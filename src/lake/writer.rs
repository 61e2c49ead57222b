use std::{
    collections::BTreeMap,
    fs,
    path::{Path, PathBuf},
};

use chrono::NaiveDate;
use polars::prelude::{AnyValue, DataFrame, ParquetWriter, StatisticsOptions};
use uuid::Uuid;

use crate::{
    config::PipelineConfig,
    error::{DataError, MandiResult, ValidationError},
    idempotency::MarkerStore,
    lake::Compression,
    metrics,
    schema::{CanonicalCol, Layer, partition_values},
    validate::{Validator, quarantine_frame, report::AuditLog},
};

/// One partition-aware lake write.
#[derive(Debug, Clone)]
pub struct WriteRequest {
    pub layer: Layer,
    /// Dataset name under the layer (e.g. `equity_ohlc`).
    pub dataset: String,
    /// Lake root.
    pub base_path: PathBuf,
    /// Hive partition columns, outermost first.
    pub partition_cols: Vec<CanonicalCol>,
    /// Validation schema; `None` skips pre-write validation.
    pub schema_name: Option<String>,
    pub compression: Compression,
    pub quarantine_dir: Option<PathBuf>,
    /// Idempotency key, typically the ISO trade date, optionally
    /// suffixed with a sub-partition discriminator.
    pub key: String,
    /// Output file stem (e.g. `bhavcopy_20240115`).
    pub file_stem: String,
    /// Trading day; anchors the partition of zero-row markers.
    pub trade_date: NaiveDate,
    pub fail_on_validation_errors: bool,
    /// Metadata captured in the idempotency marker.
    pub source_metadata: BTreeMap<String, String>,
}

impl WriteRequest {
    pub fn new(
        layer: Layer,
        dataset: impl Into<String>,
        base_path: impl Into<PathBuf>,
        trade_date: NaiveDate,
    ) -> Self {
        let dataset = dataset.into();
        Self {
            layer,
            dataset,
            base_path: base_path.into(),
            partition_cols: vec![CanonicalCol::Year, CanonicalCol::Month, CanonicalCol::Day],
            schema_name: None,
            compression: Compression::default(),
            quarantine_dir: None,
            key: trade_date.to_string(),
            file_stem: format!("part_{}", trade_date.format("%Y%m%d")),
            trade_date,
            fail_on_validation_errors: true,
            source_metadata: BTreeMap::new(),
        }
    }

    pub fn with_schema_name(mut self, schema_name: impl Into<String>) -> Self {
        self.schema_name = Some(schema_name.into());
        self
    }

    pub fn with_partition_cols(mut self, cols: Vec<CanonicalCol>) -> Self {
        self.partition_cols = cols;
        self
    }

    pub fn with_key(mut self, key: impl Into<String>) -> Self {
        self.key = key.into();
        self
    }

    pub fn with_file_stem(mut self, stem: impl Into<String>) -> Self {
        self.file_stem = stem.into();
        self
    }

    pub fn with_quarantine_dir(mut self, dir: impl Into<PathBuf>) -> Self {
        self.quarantine_dir = Some(dir.into());
        self
    }

    pub fn with_compression(mut self, compression: Compression) -> Self {
        self.compression = compression;
        self
    }

    pub fn with_metadata(mut self, key: &str, value: &str) -> Self {
        self.source_metadata
            .insert(key.to_string(), value.to_string());
        self
    }

    pub fn apply_policy(mut self, policy: &PipelineConfig) -> Self {
        self.fail_on_validation_errors = policy.fail_on_validation_errors;
        self
    }

    fn dataset_root(&self) -> PathBuf {
        self.base_path
            .join(self.layer.to_string())
            .join(&self.dataset)
    }

    /// Partition directory for the run's trade date; where zero-row
    /// markers land when there is nothing to write.
    fn date_partition_dir(&self) -> PathBuf {
        let (year, month, day) = partition_values(self.trade_date);
        self.dataset_root()
            .join(format!("year={year}"))
            .join(format!("month={month:02}"))
            .join(format!("day={day:02}"))
    }
}

/// Outcome of a lake write.
#[derive(Debug, Clone)]
pub struct WriteReport {
    pub output_paths: Vec<PathBuf>,
    pub rows: u64,
    pub idempotent_skip: bool,
}

/// Partitioned Parquet writer with pre-write validation, quarantine and
/// idempotency markers.
///
/// Files are written to a temp name and renamed so readers never see a
/// partial file; the marker is written last, after the output is
/// durable.
#[derive(Debug, Clone, Default)]
pub struct LakeWriter {
    markers: MarkerStore,
    audit: Option<AuditLog>,
}

impl LakeWriter {
    pub fn new() -> Self {
        Self::default()
    }

    /// Record every pre-write validation outcome in the audit log.
    pub fn with_audit_log(mut self, audit: AuditLog) -> Self {
        self.audit = Some(audit);
        self
    }

    #[tracing::instrument(skip_all, fields(dataset = %req.dataset, key = %req.key))]
    pub fn write(&self, df: &DataFrame, req: &WriteRequest) -> MandiResult<WriteReport> {
        // Zero-row frames still complete the unit of work: the marker
        // stops endless refetching of dates with no data.
        if df.height() == 0 {
            let expected = req.date_partition_dir().join(format!("{}.parquet", req.file_stem));
            if self.markers.is_complete(&expected, &req.key) {
                tracing::info!(idempotent_skip = true, "lake_write_skipped");
                return Ok(WriteReport {
                    output_paths: vec![expected],
                    rows: 0,
                    idempotent_skip: true,
                });
            }
            let mut metadata = req.source_metadata.clone();
            metadata
                .entry("skipped".to_string())
                .or_insert_with(|| "no_rows".to_string());
            self.markers
                .record_complete(&expected, &req.key, 0, metadata)?;
            tracing::info!(path = %expected.display(), "lake_write_empty_marker");
            return Ok(WriteReport {
                output_paths: vec![expected],
                rows: 0,
                idempotent_skip: false,
            });
        }

        if let Some(schema_name) = &req.schema_name {
            self.validate_before_write(df, schema_name, req)?;
        }

        let partitions = df
            .partition_by(
                req.partition_cols.iter().map(|c| c.name()).collect::<Vec<_>>(),
                true,
            )
            .map_err(|e| DataError::Frame(e.to_string()))?;

        let mut output_paths = Vec::with_capacity(partitions.len());
        let mut rows_written = 0u64;
        let mut skipped = 0usize;

        for partition in partitions {
            let dir = self.partition_dir(&partition, req)?;
            let output = dir.join(format!("{}.parquet", req.file_stem));

            // Marker check is the last action before the side effect.
            if self.markers.is_complete(&output, &req.key) {
                tracing::info!(path = %output.display(), idempotent_skip = true, "lake_write_skipped");
                skipped += 1;
                output_paths.push(output);
                continue;
            }

            let mut to_write = partition.clone();
            for col in &req.partition_cols {
                let _ = to_write.drop_in_place(col.as_str())
                    .map_err(|e| DataError::Frame(e.to_string()))?;
            }

            let rows = to_write.height() as u64;
            self.write_file(&mut to_write, &output, req.compression)?;

            self.markers
                .record_complete(&output, &req.key, rows, req.source_metadata.clone())?;

            tracing::info!(
                path = %output.display(),
                rows,
                compression = %req.compression,
                "lake_write_complete"
            );
            rows_written += rows;
            output_paths.push(output);
        }

        let idempotent_skip = skipped == output_paths.len();
        if !idempotent_skip {
            metrics::parquet_write(&req.dataset, true);
        }
        Ok(WriteReport {
            output_paths,
            rows: rows_written,
            idempotent_skip,
        })
    }

    fn validate_before_write(
        &self,
        df: &DataFrame,
        schema_name: &str,
        req: &WriteRequest,
    ) -> MandiResult<()> {
        let result = Validator::for_schema(schema_name)?.validate(df)?;

        if let Some(audit) = &self.audit
            && let Err(e) = audit.append(schema_name, &result)
        {
            tracing::warn!(error = %e, "validation_audit_append_failed");
        }

        if result.critical_failures == 0 {
            return Ok(());
        }

        if let Some(quarantine_dir) = &req.quarantine_dir {
            let failed = quarantine_frame(df, &result, schema_name)?;
            fs::create_dir_all(quarantine_dir).map_err(DataError::Io)?;
            let mut failed = failed;
            let path = quarantine_dir.join(format!("{schema_name}_failures.parquet"));
            self.write_file(&mut failed, &path, Compression::Snappy)?;
            tracing::warn!(
                quarantine = %path.display(),
                failed_rows = failed.height(),
                "quarantined_failures"
            );
        }

        if req.fail_on_validation_errors {
            metrics::parquet_write(&req.dataset, false);
            tracing::error!(
                schema_name,
                critical_failures = result.critical_failures,
                "validation_failed_aborting_write"
            );
            return Err(ValidationError::CriticalFailures {
                schema_name: schema_name.to_string(),
                critical_failures: result.critical_failures,
                total_rows: result.total_rows,
            }
            .into());
        }

        tracing::warn!(
            critical_failures = result.critical_failures,
            "validation_failures_detected_continuing"
        );
        Ok(())
    }

    /// Hive directory for one partition frame, derived from its key
    /// column values.
    fn partition_dir(&self, partition: &DataFrame, req: &WriteRequest) -> MandiResult<PathBuf> {
        let mut dir = req.dataset_root();
        for col in &req.partition_cols {
            let value = partition
                .column(col.as_str())
                .and_then(|c| c.get(0))
                .map_err(|e| DataError::Frame(e.to_string()))?;
            dir = dir.join(format!("{}={}", col.as_str(), partition_segment(col, &value)));
        }
        Ok(dir)
    }

    fn write_file(
        &self,
        df: &mut DataFrame,
        output: &Path,
        compression: Compression,
    ) -> MandiResult<()> {
        let dir = output.parent().ok_or_else(|| {
            DataError::FileSystem(format!("output path {} has no parent", output.display()))
        })?;
        fs::create_dir_all(dir).map_err(DataError::Io)?;

        let tmp = dir.join(format!(".tmp.{}", Uuid::new_v4()));
        let file = fs::File::create(&tmp).map_err(DataError::Io)?;
        ParquetWriter::new(file)
            .with_compression(compression.to_parquet())
            .with_statistics(StatisticsOptions::full())
            .finish(df)
            .map_err(|e| DataError::Frame(e.to_string()))?;
        fs::rename(&tmp, output).map_err(DataError::Io)?;
        Ok(())
    }
}

/// Render one partition value the way Hive readers expect: months and
/// days zero-padded, everything else verbatim.
fn partition_segment(col: &CanonicalCol, value: &AnyValue) -> String {
    let raw = match value {
        AnyValue::String(s) => s.to_string(),
        AnyValue::StringOwned(s) => s.to_string(),
        other => other.to_string(),
    };
    match col {
        CanonicalCol::Month | CanonicalCol::Day => match raw.parse::<u32>() {
            Ok(n) => format!("{n:02}"),
            Err(_) => raw,
        },
        _ => raw,
    }
}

=======

Look through the entries above. Copy each line in which the string "Some" occurs.

— RESPONSE TO THE TASK —
        self.schema_name = Some(schema_name.into());
        self.quarantine_dir = Some(dir.into());
        self.audit = Some(audit);
        if let Some(schema_name) = &req.schema_name {
        if let Some(audit) = &self.audit
        if let Some(quarantine_dir) = &req.quarantine_dir {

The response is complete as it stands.